#### [INSTRUCTIONS TO FOLLOW]
Restate word for word the lines of the records below, starting at the line that contains "use super::scalar_text;" and ending at the line that contains "let result = value", with both of those lines included and nothing else.

#### [RECORDS SUPPLIED]
━━━
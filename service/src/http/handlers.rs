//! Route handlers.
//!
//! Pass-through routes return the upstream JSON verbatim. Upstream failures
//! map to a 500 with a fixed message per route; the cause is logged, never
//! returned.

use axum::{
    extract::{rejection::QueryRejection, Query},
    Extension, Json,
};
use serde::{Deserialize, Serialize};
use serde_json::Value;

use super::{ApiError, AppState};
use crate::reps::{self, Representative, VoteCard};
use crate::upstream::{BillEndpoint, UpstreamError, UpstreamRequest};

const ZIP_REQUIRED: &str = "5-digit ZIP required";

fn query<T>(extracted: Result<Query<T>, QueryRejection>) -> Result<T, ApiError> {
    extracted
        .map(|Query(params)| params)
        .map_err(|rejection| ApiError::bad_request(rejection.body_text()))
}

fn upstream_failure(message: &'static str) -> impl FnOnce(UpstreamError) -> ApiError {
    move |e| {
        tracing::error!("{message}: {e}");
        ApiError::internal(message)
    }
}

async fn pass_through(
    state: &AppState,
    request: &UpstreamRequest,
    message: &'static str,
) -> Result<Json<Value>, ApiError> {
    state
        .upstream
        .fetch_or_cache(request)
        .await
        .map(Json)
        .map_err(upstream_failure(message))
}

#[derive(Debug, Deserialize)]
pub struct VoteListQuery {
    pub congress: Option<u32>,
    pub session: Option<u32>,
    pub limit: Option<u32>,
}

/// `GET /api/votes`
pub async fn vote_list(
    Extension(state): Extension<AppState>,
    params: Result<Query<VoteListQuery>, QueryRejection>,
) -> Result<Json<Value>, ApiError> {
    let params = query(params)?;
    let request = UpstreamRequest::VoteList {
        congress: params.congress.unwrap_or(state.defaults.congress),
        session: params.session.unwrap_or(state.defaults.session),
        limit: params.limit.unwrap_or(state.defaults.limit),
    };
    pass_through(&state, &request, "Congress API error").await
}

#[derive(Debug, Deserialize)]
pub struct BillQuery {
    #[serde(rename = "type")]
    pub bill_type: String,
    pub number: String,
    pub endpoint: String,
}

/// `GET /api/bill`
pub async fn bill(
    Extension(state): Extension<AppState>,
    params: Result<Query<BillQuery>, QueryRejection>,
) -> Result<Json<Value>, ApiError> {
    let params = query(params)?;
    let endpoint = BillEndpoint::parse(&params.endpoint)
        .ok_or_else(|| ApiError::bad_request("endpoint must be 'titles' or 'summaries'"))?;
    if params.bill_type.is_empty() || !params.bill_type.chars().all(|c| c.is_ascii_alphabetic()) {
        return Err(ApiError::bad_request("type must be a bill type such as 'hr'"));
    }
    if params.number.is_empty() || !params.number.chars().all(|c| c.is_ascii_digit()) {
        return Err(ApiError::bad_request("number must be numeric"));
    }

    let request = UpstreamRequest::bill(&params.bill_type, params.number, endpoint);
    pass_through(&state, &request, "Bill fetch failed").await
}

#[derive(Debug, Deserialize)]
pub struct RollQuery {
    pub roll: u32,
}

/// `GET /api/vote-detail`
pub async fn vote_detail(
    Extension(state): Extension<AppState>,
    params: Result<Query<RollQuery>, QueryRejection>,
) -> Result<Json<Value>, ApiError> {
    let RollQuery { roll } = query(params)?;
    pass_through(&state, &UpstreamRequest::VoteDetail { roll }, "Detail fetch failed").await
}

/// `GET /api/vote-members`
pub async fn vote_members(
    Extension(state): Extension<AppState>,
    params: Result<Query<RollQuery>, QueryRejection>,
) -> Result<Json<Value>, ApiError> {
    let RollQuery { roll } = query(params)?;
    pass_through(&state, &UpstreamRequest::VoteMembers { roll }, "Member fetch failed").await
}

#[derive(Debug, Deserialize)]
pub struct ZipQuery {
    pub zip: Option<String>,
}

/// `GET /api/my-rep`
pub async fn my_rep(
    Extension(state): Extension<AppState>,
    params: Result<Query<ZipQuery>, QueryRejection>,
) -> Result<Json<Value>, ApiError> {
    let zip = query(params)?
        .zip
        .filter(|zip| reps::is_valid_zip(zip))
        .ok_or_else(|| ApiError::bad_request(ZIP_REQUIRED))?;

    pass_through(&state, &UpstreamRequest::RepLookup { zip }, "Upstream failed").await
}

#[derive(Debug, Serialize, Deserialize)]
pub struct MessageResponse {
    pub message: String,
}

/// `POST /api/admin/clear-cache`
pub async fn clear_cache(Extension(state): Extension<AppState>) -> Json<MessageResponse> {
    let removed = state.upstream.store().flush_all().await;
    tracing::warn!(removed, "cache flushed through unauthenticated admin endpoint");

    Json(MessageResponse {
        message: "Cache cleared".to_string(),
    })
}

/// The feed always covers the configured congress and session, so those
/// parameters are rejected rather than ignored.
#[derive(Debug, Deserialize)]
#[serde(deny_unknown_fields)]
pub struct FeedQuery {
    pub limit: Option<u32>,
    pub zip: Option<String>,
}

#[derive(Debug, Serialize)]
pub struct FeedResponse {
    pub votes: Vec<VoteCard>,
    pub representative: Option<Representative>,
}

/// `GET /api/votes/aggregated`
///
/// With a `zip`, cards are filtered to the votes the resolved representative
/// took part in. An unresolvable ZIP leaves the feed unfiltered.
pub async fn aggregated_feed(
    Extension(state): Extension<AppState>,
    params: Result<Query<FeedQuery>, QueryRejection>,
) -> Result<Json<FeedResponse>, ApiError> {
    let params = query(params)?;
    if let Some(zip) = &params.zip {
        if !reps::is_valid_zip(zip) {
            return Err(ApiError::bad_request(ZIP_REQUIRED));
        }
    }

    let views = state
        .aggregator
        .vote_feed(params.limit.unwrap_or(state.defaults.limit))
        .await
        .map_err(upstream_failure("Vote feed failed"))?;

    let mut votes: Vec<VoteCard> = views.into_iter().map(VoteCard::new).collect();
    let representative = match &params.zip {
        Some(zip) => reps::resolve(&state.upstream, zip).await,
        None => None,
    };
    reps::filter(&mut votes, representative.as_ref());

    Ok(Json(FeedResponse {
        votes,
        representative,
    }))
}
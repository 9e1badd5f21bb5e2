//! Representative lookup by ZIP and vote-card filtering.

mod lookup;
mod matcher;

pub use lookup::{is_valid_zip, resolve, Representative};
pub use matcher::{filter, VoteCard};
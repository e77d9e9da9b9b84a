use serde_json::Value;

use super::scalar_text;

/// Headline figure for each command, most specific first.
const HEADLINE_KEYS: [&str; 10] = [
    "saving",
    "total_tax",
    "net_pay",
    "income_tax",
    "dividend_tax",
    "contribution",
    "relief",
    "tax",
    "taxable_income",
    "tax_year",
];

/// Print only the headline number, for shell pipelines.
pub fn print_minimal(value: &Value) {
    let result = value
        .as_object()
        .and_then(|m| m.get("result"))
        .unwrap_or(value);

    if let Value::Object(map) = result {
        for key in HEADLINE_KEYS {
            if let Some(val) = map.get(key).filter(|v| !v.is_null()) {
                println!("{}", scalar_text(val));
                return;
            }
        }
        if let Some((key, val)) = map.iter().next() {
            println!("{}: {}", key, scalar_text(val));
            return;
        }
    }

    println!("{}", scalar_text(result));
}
━━━
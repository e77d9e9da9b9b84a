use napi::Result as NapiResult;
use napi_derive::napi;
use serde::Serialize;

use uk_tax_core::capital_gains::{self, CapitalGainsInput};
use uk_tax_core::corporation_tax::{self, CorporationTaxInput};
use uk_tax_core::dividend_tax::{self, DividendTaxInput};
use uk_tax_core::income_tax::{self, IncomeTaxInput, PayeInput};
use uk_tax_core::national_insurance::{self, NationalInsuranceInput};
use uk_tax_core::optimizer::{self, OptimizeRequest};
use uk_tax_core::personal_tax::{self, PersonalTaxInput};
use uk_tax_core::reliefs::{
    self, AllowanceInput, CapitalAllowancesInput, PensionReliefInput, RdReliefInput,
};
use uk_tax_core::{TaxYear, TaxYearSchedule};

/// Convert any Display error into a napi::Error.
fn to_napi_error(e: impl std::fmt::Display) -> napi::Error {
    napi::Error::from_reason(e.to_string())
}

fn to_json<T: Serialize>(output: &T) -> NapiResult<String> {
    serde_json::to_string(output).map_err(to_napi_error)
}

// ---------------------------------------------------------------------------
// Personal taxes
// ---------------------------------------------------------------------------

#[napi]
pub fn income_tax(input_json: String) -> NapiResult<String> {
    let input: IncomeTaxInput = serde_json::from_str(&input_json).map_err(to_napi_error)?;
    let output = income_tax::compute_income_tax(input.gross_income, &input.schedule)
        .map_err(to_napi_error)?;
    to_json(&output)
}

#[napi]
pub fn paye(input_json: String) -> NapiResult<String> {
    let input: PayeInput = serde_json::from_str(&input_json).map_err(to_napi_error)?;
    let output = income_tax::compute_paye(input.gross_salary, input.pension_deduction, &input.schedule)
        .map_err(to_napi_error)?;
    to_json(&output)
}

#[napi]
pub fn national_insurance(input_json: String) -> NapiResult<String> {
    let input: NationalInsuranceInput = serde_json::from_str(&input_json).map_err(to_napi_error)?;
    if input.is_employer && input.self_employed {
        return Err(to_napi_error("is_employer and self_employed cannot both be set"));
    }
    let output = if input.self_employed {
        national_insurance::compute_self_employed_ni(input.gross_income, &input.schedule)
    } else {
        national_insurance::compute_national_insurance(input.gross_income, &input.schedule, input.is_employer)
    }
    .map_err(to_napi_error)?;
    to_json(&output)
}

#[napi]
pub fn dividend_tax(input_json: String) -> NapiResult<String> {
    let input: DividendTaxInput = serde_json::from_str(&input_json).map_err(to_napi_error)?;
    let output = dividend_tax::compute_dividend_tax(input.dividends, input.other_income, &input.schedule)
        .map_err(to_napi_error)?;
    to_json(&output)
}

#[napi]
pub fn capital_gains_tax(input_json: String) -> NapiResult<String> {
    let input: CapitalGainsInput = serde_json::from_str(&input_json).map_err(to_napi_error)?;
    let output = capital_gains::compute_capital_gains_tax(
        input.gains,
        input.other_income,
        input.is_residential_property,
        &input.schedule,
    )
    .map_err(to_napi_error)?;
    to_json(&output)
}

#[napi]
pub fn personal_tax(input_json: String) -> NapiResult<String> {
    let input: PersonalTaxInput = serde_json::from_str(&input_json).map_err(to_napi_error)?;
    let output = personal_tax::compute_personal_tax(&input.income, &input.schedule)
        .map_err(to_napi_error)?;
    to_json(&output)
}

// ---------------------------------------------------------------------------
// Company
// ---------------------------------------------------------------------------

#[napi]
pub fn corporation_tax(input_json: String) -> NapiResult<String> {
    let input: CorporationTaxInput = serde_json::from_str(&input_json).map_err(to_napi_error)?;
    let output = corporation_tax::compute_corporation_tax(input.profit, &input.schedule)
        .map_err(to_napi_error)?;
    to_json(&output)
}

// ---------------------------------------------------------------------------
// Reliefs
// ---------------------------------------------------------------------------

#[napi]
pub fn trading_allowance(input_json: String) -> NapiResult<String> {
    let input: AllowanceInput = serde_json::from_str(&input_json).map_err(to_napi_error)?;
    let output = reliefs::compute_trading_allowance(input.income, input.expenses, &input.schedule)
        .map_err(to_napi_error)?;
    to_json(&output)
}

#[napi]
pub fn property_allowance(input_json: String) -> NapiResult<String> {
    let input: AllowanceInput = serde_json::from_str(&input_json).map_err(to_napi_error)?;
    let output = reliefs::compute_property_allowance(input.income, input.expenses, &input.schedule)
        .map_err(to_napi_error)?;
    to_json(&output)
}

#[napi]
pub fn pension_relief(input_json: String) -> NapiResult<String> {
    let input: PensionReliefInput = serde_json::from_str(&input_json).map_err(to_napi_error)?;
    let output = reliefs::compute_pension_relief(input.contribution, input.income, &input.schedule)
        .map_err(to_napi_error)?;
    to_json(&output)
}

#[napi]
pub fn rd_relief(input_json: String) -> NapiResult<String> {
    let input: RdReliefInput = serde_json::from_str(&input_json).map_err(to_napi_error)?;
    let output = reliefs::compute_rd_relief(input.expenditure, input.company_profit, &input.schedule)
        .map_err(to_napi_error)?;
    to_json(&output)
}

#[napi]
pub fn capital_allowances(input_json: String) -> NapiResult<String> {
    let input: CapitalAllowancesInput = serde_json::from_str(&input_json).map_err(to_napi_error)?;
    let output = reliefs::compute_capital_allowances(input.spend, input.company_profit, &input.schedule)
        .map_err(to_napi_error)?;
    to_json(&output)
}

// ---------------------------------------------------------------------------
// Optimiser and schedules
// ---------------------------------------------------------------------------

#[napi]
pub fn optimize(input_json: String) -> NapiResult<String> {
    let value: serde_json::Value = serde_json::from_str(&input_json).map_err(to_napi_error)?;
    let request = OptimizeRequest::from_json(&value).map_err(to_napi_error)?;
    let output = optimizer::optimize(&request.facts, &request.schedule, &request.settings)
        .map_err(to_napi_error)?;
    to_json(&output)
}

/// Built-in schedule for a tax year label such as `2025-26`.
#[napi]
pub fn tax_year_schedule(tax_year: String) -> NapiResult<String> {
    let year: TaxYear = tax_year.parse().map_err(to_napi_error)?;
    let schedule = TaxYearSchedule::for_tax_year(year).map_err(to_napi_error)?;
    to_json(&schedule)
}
━━━
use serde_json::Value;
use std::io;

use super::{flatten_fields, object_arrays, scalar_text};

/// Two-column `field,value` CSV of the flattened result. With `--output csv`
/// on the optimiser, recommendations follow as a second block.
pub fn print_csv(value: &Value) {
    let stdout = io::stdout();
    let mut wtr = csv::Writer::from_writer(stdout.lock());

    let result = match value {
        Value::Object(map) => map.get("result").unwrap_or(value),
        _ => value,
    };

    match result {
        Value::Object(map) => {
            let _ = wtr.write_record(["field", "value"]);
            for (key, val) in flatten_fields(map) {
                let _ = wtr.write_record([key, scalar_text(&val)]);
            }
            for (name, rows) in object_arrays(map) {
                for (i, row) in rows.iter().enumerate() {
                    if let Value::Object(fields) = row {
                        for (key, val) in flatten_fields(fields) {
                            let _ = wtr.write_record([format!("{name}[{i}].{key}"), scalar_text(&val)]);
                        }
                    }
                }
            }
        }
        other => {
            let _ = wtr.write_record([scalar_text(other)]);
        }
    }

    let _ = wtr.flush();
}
━━━
#### [ANSWER TO THIS EXERCISE]
use super::scalar_text;

/// Headline figure for each command, most specific first.
const HEADLINE_KEYS: [&str; 10] = [
    "saving",
    "total_tax",
    "net_pay",
    "income_tax",
    "dividend_tax",
    "contribution",
    "relief",
    "tax",
    "taxable_income",
    "tax_year",
];

/// Print only the headline number, for shell pipelines.
pub fn print_minimal(value: &Value) {
    let result = value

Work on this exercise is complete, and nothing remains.